Vavilova concocted a seemingly watertight fake identity which allowed her to live like an American and gather vital information for the Soviet Union. After being put on trial and found guilty, Vavilova was part of a spy swap, in which she and other members of her network were exchanged for four American spies detained in Moscow. Vavilova received a hero’s’ welcome in the Kremlin and was awarded the Order of Merit to the Fatherland.
Símbol Editors has just published the Catalan translation of Vavilova’s novel El secret de la clandestina [published in English as ‘A Woman Who Can Keep Secrets’]. Vavilova, who now lives in Moscow, agreed to speak to VilaWeb by video conference.
—I’m not sure if you’re comfortable with the word ‘spy’?
—In Russian we have several words for it. But let’s say that if we see a spy as a someone who works to obtain information, particularly sensitive information, covertly and clandestinely, then it’s the right word. “Spy” has the advantage that everyone immediately understands what you mean. You don’t have to go into lots of detail.
—You were born in the USSR, where you lived for some years; then you became a completely different person, pretending to be an American by the name of Tracey Foley, down to the smallest detail; and now we have a novel that is apparently based on your life, but which is still a work of fiction. In view of all these many layers, with so many characters behind them, can I ask you who Elena Vavilova really is?
—I’m a person, like anyone else, with strengths and weaknesses. I’m someone who did an unusual job for a long time, because very few people in the world do this job, in the service of my country. And in order to carry out my mission I had to learn a few techniques and I had to possess several unusual qualities.
—You used the words ‘job’ and ‘mission’?” What was more important? As they’re not the same thing …
—It’s all the same, really. We did a job because we belonged to an organisation and followed orders. But it was clearly not just a professional matter. What we did can’t be done without believing that it’s very important for the defence of one’s country, of one’s people. It’s important to believe in what you do and the importance of what you do, and that’s probably the biggest difference in our case. You don’t work “illegally” in a foreign country, pretending you’re someone else just for a salary, just as a way of life. I don’t think people can make —I think I can use the word— the sacrifices that a life like this involves without believing in what they’re doing. Now, in the end, after so many years, I realise that everything comes down to one thing.

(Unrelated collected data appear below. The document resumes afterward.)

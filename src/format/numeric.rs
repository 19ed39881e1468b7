//! Numeric conversions, rendered the way the C library renders them.

use crate::buffer::StatementBuffer;

/// Width, precision and the flags that shape a numeric conversion.
#[derive(Debug, Clone, Copy, Default, PartialEq, Eq)]
pub struct Layout {
    pub width: usize,
    pub precision: Option<usize>,
    pub left: bool,
    pub zero: bool,
    pub alt: bool,
}

/// Writes [prefix] and [body] padded to the layout's width. Zero padding goes
///  between the two.
pub fn pad(out: &mut StatementBuffer, prefix: &[u8], body: &[u8], layout: &Layout, zero_ok: bool) {
    let len = prefix.len() + body.len();
    let fill = layout.width.saturating_sub(len);
    if layout.left {
        out.push_bytes(prefix);
        out.push_bytes(body);
        out.push_repeated(b' ', fill);
    } else if layout.zero && zero_ok {
        out.push_bytes(prefix);
        out.push_repeated(b'0', fill);
        out.push_bytes(body);
    } else {
        out.push_repeated(b' ', fill);
        out.push_bytes(prefix);
        out.push_bytes(body);
    }
}

fn with_precision(digits: String, zero: bool, precision: Option<usize>) -> String {
    match precision {
        Some(0) if zero => String::new(),
        Some(p) if p > digits.len() => format!("{}{digits}", "0".repeat(p - digits.len())),
        _ => digits,
    }
}

/// `%d`: [value] is first truncated to [bits], as a C `int` argument would be.
pub fn signed(out: &mut StatementBuffer, value: i64, bits: u32, layout: &Layout) {
    let shift = 64 - bits.clamp(1, 64);
    let value = (value << shift) >> shift;
    let magnitude = value.unsigned_abs();
    let digits = with_precision(magnitude.to_string(), magnitude == 0, layout.precision);
    let sign: &[u8] = if value < 0 { b"-" } else { b"" };
    pad(out, sign, digits.as_bytes(), layout, layout.precision.is_none());
}

/// `%o`, `%u`, `%x` and `%X`.
pub fn unsigned(out: &mut StatementBuffer, value: i64, bits: u32, letter: u8, layout: &Layout) {
    let mask = match bits {
        64.. => u64::MAX,
        b => (1u64 << b) - 1,
    };
    let value = value as u64 & mask;
    let digits = match letter {
        b'o' => format!("{value:o}"),
        b'x' => format!("{value:x}"),
        b'X' => format!("{value:X}"),
        _ => value.to_string(),
    };
    let mut digits = with_precision(digits, value == 0, layout.precision);
    let mut prefix: &[u8] = b"";
    if layout.alt {
        match letter {
            b'o' if !digits.starts_with('0') => digits.insert(0, '0'),
            b'x' if value != 0 => prefix = b"0x",
            b'X' if value != 0 => prefix = b"0X",
            _ => {}
        }
    }
    pad(out, prefix, digits.as_bytes(), layout, layout.precision.is_none());
}

/// `%p`
pub fn pointer(out: &mut StatementBuffer, value: usize, layout: &Layout) {
    if value == 0 {
        pad(out, b"", b"(nil)", layout, false);
    } else {
        pad(out, b"0x", format!("{value:x}").as_bytes(), layout, false);
    }
}

/// `%e` and friends. Upper-case letters give upper-case output.
pub fn float(out: &mut StatementBuffer, value: f64, letter: u8, layout: &Layout) {
    let upper = letter.is_ascii_uppercase();
    let sign: &[u8] = if value.is_sign_negative() { b"-" } else { b"" };
    let a = value.abs();

    if !a.is_finite() {
        let body = match (a.is_nan(), upper) {
            (true, false) => "nan",
            (true, true) => "NAN",
            (false, false) => "inf",
            (false, true) => "INF",
        };
        pad(out, sign, body.as_bytes(), layout, false);
        return;
    }

    let body = match letter.to_ascii_lowercase() {
        b'f' => fixed(a, layout.precision.unwrap_or(6), layout.alt),
        b'e' => exponent(a, layout.precision.unwrap_or(6), layout.alt),
        b'g' => general(a, layout.precision, layout.alt),
        _ => {
            let hex = hex(a, layout.precision, layout.alt);
            let mut prefix = sign.to_vec();
            prefix.extend_from_slice(if upper { b"0X" } else { b"0x" });
            let hex = if upper { hex.to_ascii_uppercase() } else { hex };
            pad(out, &prefix, hex.as_bytes(), layout, true);
            return;
        }
    };
    let body = if upper { body.to_ascii_uppercase() } else { body };
    pad(out, sign, body.as_bytes(), layout, true);
}

/// Fraction digits past this are zero for every finite `f64`.
const EXACT_DIGITS: usize = 1100;

fn fixed(a: f64, precision: usize, alt: bool) -> String {
    let exact = precision.min(EXACT_DIGITS);
    let mut s = format!("{a:.exact$}");
    s.extend(std::iter::repeat_n('0', precision - exact));
    if alt && precision == 0 {
        s.push('.');
    }
    s
}

/// Decimal exponent of [a] once rounded to [precision] fraction digits.
fn decimal_exponent(a: f64, precision: usize) -> i64 {
    let exact = precision.min(EXACT_DIGITS);
    let s = format!("{a:.exact$e}");
    s.split_once('e')
        .and_then(|(_, e)| e.parse().ok())
        .unwrap_or(0)
}

fn exponent(a: f64, precision: usize, alt: bool) -> String {
    let exact = precision.min(EXACT_DIGITS);
    let s = format!("{a:.exact$e}");
    let (mantissa, exp) = s.split_once('e').unwrap_or((s.as_str(), "0"));
    let exp: i32 = exp.parse().unwrap_or(0);
    let zeros = "0".repeat(precision - exact);
    let point = if alt && precision == 0 { "." } else { "" };
    let sign = if exp < 0 { '-' } else { '+' };
    format!("{mantissa}{zeros}{point}e{sign}{:02}", exp.unsigned_abs())
}

fn general(a: f64, precision: Option<usize>, alt: bool) -> String {
    let p = match precision {
        None => 6,
        Some(0) => 1,
        Some(p) => p,
    };
    let x = if a == 0.0 { 0 } else { decimal_exponent(a, p - 1) };
    let p_signed = i64::try_from(p).unwrap_or(i64::MAX);
    let s = if x < p_signed && x >= -4 {
        // -4 <= x < p, so the fraction length is in 0..=p+3
        fixed(a, usize::try_from(p_signed - 1 - x).unwrap_or(0), alt)
    } else {
        exponent(a, p - 1, alt)
    };
    if alt {
        return s;
    }
    let (mantissa, exp) = match s.find('e') {
        Some(i) => s.split_at(i),
        None => (s.as_str(), ""),
    };
    let mantissa = if mantissa.contains('.') {
        mantissa.trim_end_matches('0').trim_end_matches('.')
    } else {
        mantissa
    };
    format!("{mantissa}{exp}")
}

/// `%a` without the `0x` prefix.
fn hex(a: f64, precision: Option<usize>, alt: bool) -> String {
    const FRACTION_DIGITS: usize = 13;
    let bits = a.to_bits();
    let exp_bits = ((bits >> 52) & 0x7ff) as i32;
    let mut fraction = bits & ((1u64 << 52) - 1);
    let (mut lead, exp) = match (exp_bits, fraction) {
        (0, 0) => (0u64, 0),
        (0, _) => (0, -1022),
        (e, _) => (1, e - 1023),
    };

    let digits = match precision {
        None => {
            let all = format!("{fraction:013x}");
            all.trim_end_matches('0').to_string()
        }
        Some(p) if p < FRACTION_DIGITS => {
            let shift = (FRACTION_DIGITS - p) as u32 * 4;
            let mut kept = fraction >> shift;
            let rest = fraction & ((1u64 << shift) - 1);
            let half = 1u64 << (shift - 1);
            if rest > half || (rest == half && kept & 1 == 1) {
                kept += 1;
            }
            let limit = 1u64 << (p * 4);
            if kept >= limit {
                lead += 1;
                kept -= limit;
            }
            fraction = kept;
            if p == 0 {
                String::new()
            } else {
                format!("{fraction:0p$x}")
            }
        }
        Some(p) => format!("{fraction:013x}{}", "0".repeat(p - FRACTION_DIGITS)),
    };

    let point = if digits.is_empty() && !alt { "" } else { "." };
    let sign = if exp < 0 { '-' } else { '+' };
    format!("{lead}{point}{digits}p{sign}{}", exp.unsigned_abs())
}

#[cfg(test)]
mod tests {
    use super::*;

    fn render(f: impl FnOnce(&mut StatementBuffer)) -> String {
        let mut out = StatementBuffer::new();
        f(&mut out);
        out.into_string()
    }

    fn layout(width: usize, precision: Option<usize>) -> Layout {
        Layout {
            width,
            precision,
            ..Layout::default()
        }
    }

    #[test]
    fn signed_integers() {
        let plain = Layout::default();
        assert_eq!(render(|o| signed(o, -42, 32, &plain)), "-42");
        assert_eq!(render(|o| signed(o, 1 << 32, 32, &plain)), "0");
        assert_eq!(render(|o| signed(o, 1 << 32, 64, &plain)), "4294967296");
        assert_eq!(render(|o| signed(o, 200, 8, &plain)), "-56");
        assert_eq!(render(|o| signed(o, i64::MIN, 64, &plain)), "-9223372036854775808");

        assert_eq!(render(|o| signed(o, 7, 32, &layout(4, None))), "   7");
        assert_eq!(render(|o| signed(o, 7, 32, &layout(4, Some(3)))), " 007");
        assert_eq!(render(|o| signed(o, 0, 32, &layout(0, Some(0)))), "");

        let zero = Layout {
            width: 5,
            zero: true,
            ..Layout::default()
        };
        assert_eq!(render(|o| signed(o, -7, 32, &zero)), "-0007");
        let left = Layout {
            width: 5,
            left: true,
            zero: true,
            ..Layout::default()
        };
        assert_eq!(render(|o| signed(o, -7, 32, &left)), "-7   ");
    }

    #[test]
    fn unsigned_integers() {
        let plain = Layout::default();
        assert_eq!(render(|o| unsigned(o, -1, 32, b'u', &plain)), "4294967295");
        assert_eq!(render(|o| unsigned(o, 255, 32, b'x', &plain)), "ff");
        assert_eq!(render(|o| unsigned(o, 255, 32, b'X', &plain)), "FF");
        assert_eq!(render(|o| unsigned(o, 8, 32, b'o', &plain)), "10");

        let alt = Layout {
            alt: true,
            ..Layout::default()
        };
        assert_eq!(render(|o| unsigned(o, 255, 32, b'x', &alt)), "0xff");
        assert_eq!(render(|o| unsigned(o, 0, 32, b'x', &alt)), "0");
        assert_eq!(render(|o| unsigned(o, 8, 32, b'o', &alt)), "010");
    }

    #[test]
    fn pointers() {
        let plain = Layout::default();
        assert_eq!(render(|o| pointer(o, 0x1f, &plain)), "0x1f");
        assert_eq!(render(|o| pointer(o, 0, &plain)), "(nil)");
    }

    #[test]
    fn fixed_and_exponent() {
        let plain = Layout::default();
        assert_eq!(render(|o| float(o, 3.14159, b'f', &plain)), "3.141590");
        assert_eq!(render(|o| float(o, 2.5, b'f', &layout(0, Some(0)))), "2");
        assert_eq!(render(|o| float(o, -0.0, b'f', &layout(0, Some(1)))), "-0.0");
        assert_eq!(render(|o| float(o, 1.5e10, b'e', &plain)), "1.500000e+10");
        assert_eq!(render(|o| float(o, 0.00012, b'E', &layout(0, Some(2)))), "1.20E-04");
        assert_eq!(render(|o| float(o, 1.0, b'f', &layout(8, Some(2)))), "    1.00");
        assert_eq!(render(|o| float(o, f64::INFINITY, b'F', &plain)), "INF");
        assert_eq!(render(|o| float(o, f64::NEG_INFINITY, b'f', &plain)), "-inf");
    }

    #[test]
    fn general() {
        let plain = Layout::default();
        assert_eq!(render(|o| float(o, 100000.0, b'g', &plain)), "100000");
        assert_eq!(render(|o| float(o, 1000000.0, b'g', &plain)), "1e+06");
        assert_eq!(render(|o| float(o, 0.0001, b'g', &plain)), "0.0001");
        assert_eq!(render(|o| float(o, 0.00001, b'g', &plain)), "1e-05");
        assert_eq!(render(|o| float(o, 3.5, b'g', &plain)), "3.5");
        assert_eq!(render(|o| float(o, 0.0, b'g', &plain)), "0");
        assert_eq!(render(|o| float(o, 123456789.0, b'G', &layout(0, Some(3)))), "1.23E+08");
    }

    #[test]
    fn precision_past_exact_digits() {
        let wide = layout(0, Some(70_000));
        let fixed = render(|o| float(o, 1.0, b'f', &wide));
        assert_eq!(fixed.len(), 2 + 70_000);
        assert!(fixed.starts_with("1.000"));
        assert!(fixed[2..].bytes().all(|b| b == b'0'));

        let exp = render(|o| float(o, 0.1, b'e', &wide));
        assert!(exp.starts_with("1.000000000000000055511151231257827"));
        assert!(exp.ends_with("0e-01"));
        assert_eq!(exp.len(), 2 + 70_000 + 4);

        assert_eq!(render(|o| float(o, 0.5, b'g', &wide)), "0.5");
        assert_eq!(render(|o| float(o, 1e300, b'g', &wide)).len(), 301);
    }

    #[test]
    fn hex_floats() {
        let plain = Layout::default();
        assert_eq!(render(|o| float(o, 1.0, b'a', &plain)), "0x1p+0");
        assert_eq!(render(|o| float(o, 3.0, b'a', &plain)), "0x1.8p+1");
        assert_eq!(render(|o| float(o, -0.5, b'A', &plain)), "-0X1P-1");
        assert_eq!(render(|o| float(o, 0.0, b'a', &plain)), "0x0p+0");
        assert_eq!(render(|o| float(o, 1.0, b'a', &layout(0, Some(2)))), "0x1.00p+0");
    }
}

You do a job because you have a feeling that you’re fulfilling a mission.
—Which affects everything you do
—Yes, of course. You choose where you live and the people you come into contact with based on your mission, for the value they might have. Your whole life revolves around it. You see everything through the lens of the work you do.

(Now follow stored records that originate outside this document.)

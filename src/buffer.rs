use std::fmt;

/// Growth step for [StatementBuffer]. Statements are built a byte at a time,
///  so capacity is reserved in chunks rather than per push.
pub const CHUNK: usize = 1000;

/// Growable output sink shared by the template expander and the formatter.
///
/// Bytes rather than a `String`: substituted values come from the environment,
///  files and stdin, none of which promise UTF-8. [StatementBuffer::into_string]
///  is the single place where the statement becomes text.
#[derive(Debug, Default, Clone, PartialEq, Eq)]
pub struct StatementBuffer {
    bytes: Vec<u8>,
}

impl StatementBuffer {
    pub fn new() -> Self {
        Self { bytes: Vec::new() }
    }

    pub fn with_capacity(capacity: usize) -> Self {
        Self {
            bytes: Vec::with_capacity(capacity),
        }
    }

    /// Makes room for [extra] more bytes, growing by at least one chunk.
    #[inline]
    fn ensure(&mut self, extra: usize) {
        if self.bytes.len() + extra > self.bytes.capacity() {
            self.bytes.reserve(extra.max(CHUNK));
        }
    }

    #[inline]
    pub fn push(&mut self, byte: u8) {
        self.ensure(1);
        self.bytes.push(byte);
    }

    pub fn push_bytes(&mut self, bytes: &[u8]) {
        self.ensure(bytes.len());
        self.bytes.extend_from_slice(bytes);
    }

    pub fn push_str(&mut self, s: &str) {
        self.push_bytes(s.as_bytes());
    }

    /// Pushes [byte] [count] times; used for padding.
    pub fn push_repeated(&mut self, byte: u8, count: usize) {
        self.ensure(count);
        self.bytes.resize(self.bytes.len() + count, byte);
    }

    /// Removes and returns the last byte, e.g. a trailing separator left by a
    ///  loop that builds a list.
    pub fn pop(&mut self) -> Option<u8> {
        self.bytes.pop()
    }

    pub fn truncate(&mut self, len: usize) {
        self.bytes.truncate(len);
    }

    #[inline]
    pub fn len(&self) -> usize {
        self.bytes.len()
    }

    #[inline]
    pub fn is_empty(&self) -> bool {
        self.bytes.is_empty()
    }

    pub fn capacity(&self) -> usize {
        self.bytes.capacity()
    }

    pub fn as_bytes(&self) -> &[u8] {
        &self.bytes
    }

    pub fn clear(&mut self) {
        self.bytes.clear();
    }

    pub fn into_bytes(self) -> Vec<u8> {
        self.bytes
    }

    /// Finishes the statement. Invalid UTF-8 coming from a substituted value
    ///  is replaced rather than rejected.
    pub fn into_string(self) -> String {
        match String::from_utf8(self.bytes) {
            Ok(s) => s,
            Err(e) => String::from_utf8_lossy(e.as_bytes()).into_owned(),
        }
    }
}

impl fmt::Write for StatementBuffer {
    fn write_str(&mut self, s: &str) -> fmt::Result {
        self.push_str(s);
        Ok(())
    }
}

impl fmt::Display for StatementBuffer {
    fn fmt(&self, f: &mut fmt::Formatter<'_>) -> fmt::Result {
        f.write_str(&String::from_utf8_lossy(&self.bytes))
    }
}

#[cfg(test)]
mod tests {
    use super::*;
    use std::fmt::Write;

    #[test]
    fn grows_in_chunks() {
        let mut buf = StatementBuffer::new();
        buf.push(b'x');
        assert!(buf.capacity() >= CHUNK);
        let cap = buf.capacity();
        for _ in 1..cap {
            buf.push(b'x');
        }
        assert_eq!(buf.capacity(), cap);
        buf.push(b'y');
        assert!(buf.capacity() >= cap + CHUNK);
    }

    #[test]
    fn pushes_and_pops() {
        let mut buf = StatementBuffer::new();
        buf.push_str("a,b,");
        assert_eq!(buf.pop(), Some(b','));
        buf.push_repeated(b' ', 2);
        write!(buf, "{}", 42).unwrap();
        assert_eq!(buf.as_bytes(), b"a,b  42");
        assert_eq!(buf.len(), 7);
        buf.clear();
        assert!(buf.is_empty());
        assert_eq!(buf.pop(), None);
    }

    #[test]
    fn lossy_on_invalid_utf8() {
        let mut buf = StatementBuffer::new();
        buf.push_bytes(b"ok \xff");
        assert_eq!(buf.into_string(), "ok \u{fffd}");
    }
}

—It’s by no means an ordinary job. You knew and had access to stuff that very few people had access to. By reading the novel, one can relate certain episodes to real events. I get the feeling that there are decisions in the real world that are made behind highly opaque curtains and that there are very few people who have access to them. You did.

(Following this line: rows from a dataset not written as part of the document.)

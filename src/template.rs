//! Expands `$` references in a statement template.
//!
//! The template is scanned once, byte by byte, tracking which quote we are
//!  inside. Substituted values are escaped for that quote, so a value can
//!  never close the quote it was placed in. Unquoted values must be numbers
//!  (see [numeric]) or come out as a quoted literal.

pub mod numeric;
pub mod reference;

use thiserror::Error;
use tracing::debug;

use crate::{
    buffer::StatementBuffer,
    escape::{EscapeCodec, Split},
    quote::{Quote, QuoteContext},
    resolve::{Resolver, VariableSource},
    scan::Scanner,
};
use reference::{Reference, Token};

/// Written in place of an unquoted value that is neither a number nor clearly
///  a string.
pub const PLACEHOLDER: u8 = b'0';

#[derive(Debug, Clone, PartialEq, Eq, Error)]
pub enum ExpandError {
    /// An unquoted `;` inside the statement. Only one statement may be run per
    ///  template.
    #[error("multiple statements: unquoted ';' at byte {offset}")]
    MultipleStatements { offset: usize },
}

#[inline]
fn is_trimmable(b: u8) -> bool {
    b <= b' '
}

/// Byte range of the statement proper: surrounding whitespace and control
///  bytes and one trailing `;` are not part of it.
pub fn statement_bounds(template: &[u8]) -> (usize, usize) {
    let start = template
        .iter()
        .position(|&b| !is_trimmable(b))
        .unwrap_or(template.len());
    let mut end = template.len();
    while end > start && is_trimmable(template[end - 1]) {
        end -= 1;
    }
    if end > start && template[end - 1] == b';' {
        end -= 1;
        while end > start && is_trimmable(template[end - 1]) {
            end -= 1;
        }
    }
    (start, end)
}

/// The template with its terminator and surrounding whitespace removed.
pub fn trim_statement(template: &str) -> &str {
    let (start, end) = statement_bounds(template.as_bytes());
    // Both bounds sit next to ASCII bytes, so they are char boundaries
    &template[start..end]
}

/// Codec for a substituted value in the current quote. Unquoted values are
///  wrapped in `'` by the caller and escaped as such.
fn value_codec(quote: Quote, split: Split) -> EscapeCodec {
    let quote = if quote.is_quoted() { quote } else { Quote::Single };
    EscapeCodec::list(quote, split)
}

#[derive(Debug, Clone)]
pub struct Expander<S> {
    resolver: Resolver<S>,
}

impl<S: VariableSource> Expander<S> {
    pub fn new(source: S) -> Self {
        Self {
            resolver: Resolver::new(source),
        }
    }

    pub fn resolver(&self) -> &Resolver<S> {
        &self.resolver
    }

    pub fn expand(&self, template: &str) -> Result<String, ExpandError> {
        let mut out = StatementBuffer::with_capacity(template.len());
        self.expand_into(template, &mut out)?;
        Ok(out.into_string())
    }

    /// Expands [template] onto the end of [out]. On error [out] is left as it
    ///  was.
    pub fn expand_into(&self, template: &str, out: &mut StatementBuffer) -> Result<(), ExpandError> {
        let rollback = out.len();
        let result = self.scan(template, out);
        if result.is_err() {
            out.truncate(rollback);
        }
        result
    }

    fn scan(&self, template: &str, out: &mut StatementBuffer) -> Result<(), ExpandError> {
        let (start, end) = statement_bounds(template.as_bytes());
        let mut s = Scanner::new(&template.as_bytes()[start..end]);
        let mut cx = QuoteContext::new();

        while let Some(byte) = s.peek() {
            // Closing the current quote
            if let Ok(next) = cx.quote.exit(byte) {
                out.push(cx.quote.canonical().unwrap_or(byte));
                cx.quote = next;
                s.advance(1);
                continue;
            }

            // Opening a quote
            if !cx.quote.is_quoted()
                && let Some(quote) = Quote::enter(byte)
            {
                cx.quote = quote;
                out.push(quote.canonical().unwrap_or(byte));
                s.advance(1);
                continue;
            }

            // A ' inside another kind of quote: the output is single-quoted
            if cx.quote.is_quoted() && byte == b'\'' {
                out.push_bytes(b"''");
                s.advance(1);
                continue;
            }

            // Escaped byte, copied as-is
            if byte == b'\\'
                && let Some(escaped) = s.peek_at(1)
            {
                out.push(byte);
                out.push(escaped);
                s.advance(2);
                continue;
            }

            if byte == b'$' {
                let mark = s;
                if let Some(token) = reference::parse(&mut s) {
                    if !self.substitute(token, &mut cx, out) {
                        // Unresolved: only the `$` is taken, the rest is template text
                        s = mark;
                        out.push(byte);
                        s.advance(1);
                    }
                    continue;
                }
            }

            if !cx.quote.is_quoted() && byte == b';' {
                return Err(ExpandError::MultipleStatements {
                    offset: start + s.position(),
                });
            }

            cx.track_paren(byte);
            EscapeCodec::new(cx.quote).push(out, byte);
            s.advance(1);
        }

        if cx.quote.is_quoted() {
            debug!(quote = ?cx.quote, "unterminated quote in template");
        }
        if cx.paren_depth != 0 {
            debug!(depth = cx.paren_depth, "unbalanced parentheses in template");
        }
        Ok(())
    }

    /// Writes the value of [token]. Returns false, writing nothing, when the
    ///  variable has no value.
    fn substitute(&self, token: Token, cx: &mut QuoteContext, out: &mut StatementBuffer) -> bool {
        match token.reference {
            Reference::Dollar => out.push(b'$'),
            Reference::Stdin => {
                let var = self.resolver.stdin();
                self.emit_literal(value_codec(cx.quote, Split::Never), cx.quote, var.value(), out);
            }
            Reference::Variable {
                name,
                hash,
                comma,
                file,
                ..
            } => {
                cx.hash = hash;
                cx.comma = comma;
                cx.file = file;
                let resolved = match self.resolver.resolve(name, file) {
                    Ok(var) => {
                        self.emit_variable(cx, var.value(), out);
                        true
                    }
                    Err(_) => false,
                };
                cx.clear_modifiers();
                return resolved;
            }
        }
        true
    }

    fn emit_variable(&self, cx: &QuoteContext, value: &[u8], out: &mut StatementBuffer) {
        if cx.file {
            let split = if cx.list_mode() { Split::Commas } else { Split::Never };
            self.emit_literal(value_codec(cx.quote, split), cx.quote, value, out);
            return;
        }

        if cx.list_mode() {
            let split = if cx.comma {
                Split::CommasAndTabs
            } else {
                Split::Commas
            };
            self.emit_literal(value_codec(cx.quote, split), cx.quote, value, out);
            return;
        }

        match cx.quote {
            // Identifiers: only names and dotted paths get through
            Quote::Backtick => {
                for &b in value {
                    if b.is_ascii_alphanumeric() || b == b'.' {
                        out.push(b);
                    }
                }
            }
            Quote::Single | Quote::Double => EscapeCodec::new(cx.quote).push_all(out, value),
            Quote::None => {
                let codec = EscapeCodec::new(Quote::Single);
                if numeric::is_numeric_expression(value) {
                    out.push_bytes(value);
                } else if value.iter().any(|&b| codec.alters(b)) {
                    codec.push_quoted(out, value);
                } else {
                    debug!(value = %String::from_utf8_lossy(value), "invalid syntax in variable");
                    out.push(PLACEHOLDER);
                }
            }
        }
    }

    /// Writes an escaped value, wrapped in `'` when outside any quote.
    fn emit_literal(&self, codec: EscapeCodec, quote: Quote, value: &[u8], out: &mut StatementBuffer) {
        if !quote.is_quoted() {
            out.push(b'\'');
        }
        codec.push_all(out, value);
        if !quote.is_quoted() {
            out.push(b'\'');
        }
    }
}
use sql_expand::{Expander, ProcessSource, StatementBuffer};

fn main() {
    println!("sizeof(StatementBuffer) = {}", std::mem::size_of::<StatementBuffer>());

    // Lines come from stdin, so `$-` expands to nothing here
    let expander = Expander::new(ProcessSource::new());
    for line in std::io::stdin().lines() {
        let line = line.expect("a line");
        let now = std::time::Instant::now();
        let res = expander.expand(&line);
        print!("[in {}μs] ", now.elapsed().as_micros());
        match res {
            Err(e) => println!("Error expanding input: {e}"),
            Ok(sql) => println!("{sql}"),
        }
    }
}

—We knew certain things, yes. But people need to understand how intelligence agencies work abroad. I was very keen to tell people about it, which is why I wrote the novel. No one in Moscow expected us to discover some great truth, to find information which would change everything. It’s a team effort. Each of us was sending snippets of information and the key thing is the big picture which was obtained as a result. This was the essential information, which was used to make, at the right time, a specific decision which was vitally important. And we know such decisions were made based on our work. We worked for this, we provided intelligence that enabled it to happen. That’s why our government put so much effort into training us and maintaining our network.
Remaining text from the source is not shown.